Personal information
- Full name: Dahood "David" Ibrahim Qaisi
- Date of birth: May 12, 1991 (age 34)
- Place of birth: Reading, Pennsylvania, United States
- Height: 1.86 m (6 ft 1 in)
- Position: Center-back

Team information
- Current team: Harrisburg Heat
- Number: 3

Youth career
- 2006 – 2009: PA Classics
- 2012 – 2013: Harrisburg City Islanders Academy

College career
- Years: Team / Apps / (Gls)
- 2009 – 2013: Lock Haven University / 65 / (5)

Senior career*
- Years: Team / Apps / (Gls)
- 2013: Shabab Al-Khalil SC / 16 / (3)
- 2013 – 2014: Harrisburg Heat / 6 / (2)
- 2014 – 2015: Al Shabab / 0 / (0)
- 2015 – 2016: Harrisburg Heat / 4 / (0)

= Dahood Qaisi =

American professional soccer player (b. 1991)

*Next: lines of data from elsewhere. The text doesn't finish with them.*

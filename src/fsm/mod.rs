//! Protocol / reconnection state machine.
//!
//! Each tick the engine looks the current state up in its table, runs that
//! state's handler (see [`states`]) against the [`Context`], and moves to
//! whatever state the handler returns. A state missing from the table cannot
//! be handled: the engine requests one machine restart and stops dispatching.

pub mod context;
pub mod states;

pub use context::Context;

use log::{debug, error};

use crate::port::Connector;
use crate::pwm::OutputPort;
use crate::system::Restarter;

#[derive(Debug, Clone, Copy, PartialEq, Eq, Hash)]
pub enum StateId {
    Entry,
    ReconnectingFast,
    ReconnectingSlow,
    Exchanging,
    UpdatingOutput,
    Restarting,
}

impl StateId {
    pub const COUNT: usize = 6;
}

/// One row of the state table.
#[derive(Debug, Clone, Copy, PartialEq, Eq)]
pub struct StateDescriptor {
    pub id: StateId,
    pub name: &'static str,
}

/// Every state the controller can be in. Built once, never mutated.
pub static STATE_TABLE: [StateDescriptor; StateId::COUNT] = [
    StateDescriptor {
        id: StateId::Entry,
        name: "Entry",
    },
    StateDescriptor {
        id: StateId::ReconnectingFast,
        name: "ReconnectFast",
    },
    StateDescriptor {
        id: StateId::ReconnectingSlow,
        name: "ReconnectSlow",
    },
    StateDescriptor {
        id: StateId::Exchanging,
        name: "Exchanging",
    },
    StateDescriptor {
        id: StateId::UpdatingOutput,
        name: "UpdatingOutput",
    },
    StateDescriptor {
        id: StateId::Restarting,
        name: "Restarting",
    },
];

/// Outcome of one [`Engine::step`].
#[derive(Debug, Clone, Copy, PartialEq, Eq)]
pub enum Step {
    Next(StateId),
    /// Restart requested for an unhandled state; nothing more will run.
    Halted,
}

pub struct Engine<C: Connector, O, R> {
    table: &'static [StateDescriptor],
    current: StateId,
    ctx: Context<C, O, R>,
    ticks: u64,
    halted: bool,
}

impl<C: Connector, O: OutputPort, R: Restarter> Engine<C, O, R> {
    pub fn new(ctx: Context<C, O, R>) -> Self {
        Self::with_table(&STATE_TABLE, StateId::Entry, ctx)
    }

    pub fn with_table(
        table: &'static [StateDescriptor],
        initial: StateId,
        ctx: Context<C, O, R>,
    ) -> Self {
        Self {
            table,
            current: initial,
            ctx,
            ticks: 0,
            halted: false,
        }
    }

    /// Run exactly one state handler.
    pub fn step(&mut self) -> Step {
        if self.halted {
            return Step::Halted;
        }
        let Some(desc) = self.table.iter().find(|d| d.id == self.current) else {
            error!("no handler for state {:?}; restarting machine", self.current);
            self.ctx.detach();
            self.ctx.restarter.restart();
            error!("reboot did not take effect; dispatch halted");
            self.halted = true;
            return Step::Halted;
        };

        self.ticks += 1;
        let next = match desc.id {
            StateId::Entry => self.ctx.entry(),
            StateId::ReconnectingFast => self.ctx.reconnecting_fast(),
            StateId::ReconnectingSlow => self.ctx.reconnecting_slow(),
            StateId::Exchanging => self.ctx.exchanging(),
            StateId::UpdatingOutput => self.ctx.updating_output(),
            StateId::Restarting => self.ctx.restarting(),
        };
        if next != self.current {
            debug!("{} -> {:?}", desc.name, next);
        }
        self.current = next;
        Step::Next(next)
    }

    /// Dispatch forever. Once halted, parks the thread until the reboot lands.
    pub fn run(mut self) -> ! {
        loop {
            if self.step() == Step::Halted {
                loop {
                    std::thread::park();
                }
            }
        }
    }

    pub fn current(&self) -> StateId {
        self.current
    }

    pub fn ticks(&self) -> u64 {
        self.ticks
    }

    pub fn is_halted(&self) -> bool {
        self.halted
    }

    pub fn context(&self) -> &Context<C, O, R> {
        &self.ctx
    }
}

Dahood "David" Qaisi (born May 12, 1991) is an American professional soccer player who formerly played for professional indoor soccer team Harrisburg Heat of the Major Arena Soccer League.

==College==
Qaisi graduated from Conestoga Valley High School before enrolling at Lock Haven University in 2009. He was a key contributor in defense all 4 years and captained the squad his senior season. He tallied 65 total appearances for the Bald Eagles netting 5 goals. Qaisi's impressive play in 2011 earned him a spot on the PSAC Second Team and PSAC First Team in 2012.

==Professional==

=== Shabab Al-Khalil ===
After graduation from Lock Haven University, Qaisi signed with West Bank professional soccer club, Shabab Al-Khalil SC of the Premier League on July 19, 2013. He made his professional debut on July 29, 2013, in Shabab Al-Khalil SC's first game of the preseason against Hilal Al-Quds. He enjoyed a brief stint there making 16 appearances and scoring 3 goals to help win the Palestine Super Cup tournament and the West Bank Super Cup.

=== Harrisburg Heat ===
Qaisi returned to the states to sign with the Harrisburg Heat. He made his Heat debut and scored 2 goals for the Heat in a preseason friendly against the New Jersey Dynamo.

=== Al-Shabab Al-Arabi Club ===

In January 2014, Qaisi signed a contract with Al Shabab Club for the 2014 - 2015 season in Dubai of the United Arab Emirates.

=== Harrisburg Heat ===

He returned to the states once again to sign with the Harrisburg Heat.